(Records for this exercise)
//! National Blend of Models text bulletin (NBS) parsing.

use reqwest::blocking::Client;
use url::Url;

use super::error::{FetchError, Result};
use super::http;
use crate::constants;

/// Forecast high and low temperature for the station, in °F.
#[derive(Debug, Clone, Copy, PartialEq, Eq)]
pub struct Daycast {
    pub high_f: i32,
    pub low_f: i32,
}

/// Builds the bulletin URL for `station`.
///
/// # Errors
///
/// Returns an error if `base` is not a valid URL.
pub fn bulletin_url(base: &str, station: &str) -> Result<Url> {
    let mut url = Url::parse(base)?;
    url.query_pairs_mut()
        .append_pair("ele", constants::NBM_ELEMENT)
        .append_pair("sta", station)
        .append_pair("cyc", constants::NBM_CYCLE);
    Ok(url)
}

/// Finds the first `TXN` row and reads the low then the high from it.
///
/// # Errors
///
/// Returns [`FetchError::Parse`] when no row carries two integer values.
pub fn parse_temperatures(text: &str) -> Result<Daycast> {
    let row = text
        .lines()
        .map(|line| line.split_whitespace().collect::<Vec<_>>())
        .find(|tokens| tokens.first() == Some(&constants::NBM_TEMP_ROW))
        .ok_or_else(|| FetchError::Parse("temperatures not found".to_string()))?;

    let value = |idx: usize| row.get(idx).and_then(|t| t.parse::<i32>().ok());

    match (value(1), value(2)) {
        (Some(low_f), Some(high_f)) => Ok(Daycast { high_f, low_f }),
        _ => Err(FetchError::Parse(format!(
            "malformed {} row: {}",
            constants::NBM_TEMP_ROW,
            row.join(" ")
        ))),
    }
}

/// Downloads and parses the latest bulletin for `station`.
///
/// # Errors
///
/// Propagates transport, status and parse failures after retries.
pub fn fetch_daycast(client: &Client, base: &str, station: &str) -> Result<Daycast> {
    let url = bulletin_url(base, station)?;
    let daycast = http::with_retry("daycast", || {
        let body = http::get_text(client, &url)?;
        parse_temperatures(&body)
    })?;
    tracing::info!(
        station,
        high = daycast.high_f,
        low = daycast.low_f,
        "daycast fetched"
    );
    Ok(daycast)
}

#[cfg(test)]
mod tests {
    use super::*;

    const BULLETIN: &str = "\
 KHSV    NBM V4.2 NBS GUIDANCE    10/19/2026  1200 UTC
 DT /OCT  19/OCT  20                /OCT  21
 UTC  18 21 00 03 06 09 12 15 18 21 00 03 06 09 12
 FHR  06 09 12 15 18 21 24 27 30 33 36 39 42 45 48
 TXN        54          79          57          83
 XND         2           2           2           2
 TMP  74 78 72 64 60 57 55 66 77 79 70 63 60 58 58
";

    #[test]
    fn test_parse_first_txn_row() {
        let daycast = parse_temperatures(BULLETIN).unwrap();
        assert_eq!(daycast, Daycast { high_f: 79, low_f: 54 });
    }

    #[test]
    fn test_parse_negative_values() {
        let text = "TXN  -12  5\n";
        let daycast = parse_temperatures(text).unwrap();
        assert_eq!(daycast.low_f, -12);
        assert_eq!(daycast.high_f, 5);
    }

    #[test]
    fn test_missing_row() {
        let err = parse_temperatures("TMP 70 71 72\nXND 2 2").unwrap_err();
        assert_eq!(err.to_string(), "temperatures not found");
    }

    #[test]
    fn test_short_row() {
        let err = parse_temperatures(" TXN  54\n").unwrap_err();
        assert!(matches!(err, FetchError::Parse(_)));
        assert!(err.to_string().contains("malformed TXN row"));
    }

    #[test]
    fn test_txn_must_be_first_token() {
        assert!(parse_temperatures("NOTE TXN 1 2").is_err());
    }

    #[test]
    fn test_bulletin_url() {
        let url = bulletin_url(constants::NBM_TEXT_URL, "KHSV").unwrap();
        assert_eq!(
            url.as_str(),
            "https://blend.mdl.nws.noaa.gov/nbm-text-new?ele=NBS&sta=KHSV&cyc=Latest"
        );
    }
}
(End Records for this exercise)
== Action item ==
Your task is to repeat the records exactly. Begin at their first line and stop after the line containing "station, in °F.".

== Response below ==
//! National Blend of Models text bulletin (NBS) parsing.

use reqwest::blocking::Client;
use url::Url;

use super::error::{FetchError, Result};
use super::http;
use crate::constants;

/// Forecast high and low temperature for the station, in °F.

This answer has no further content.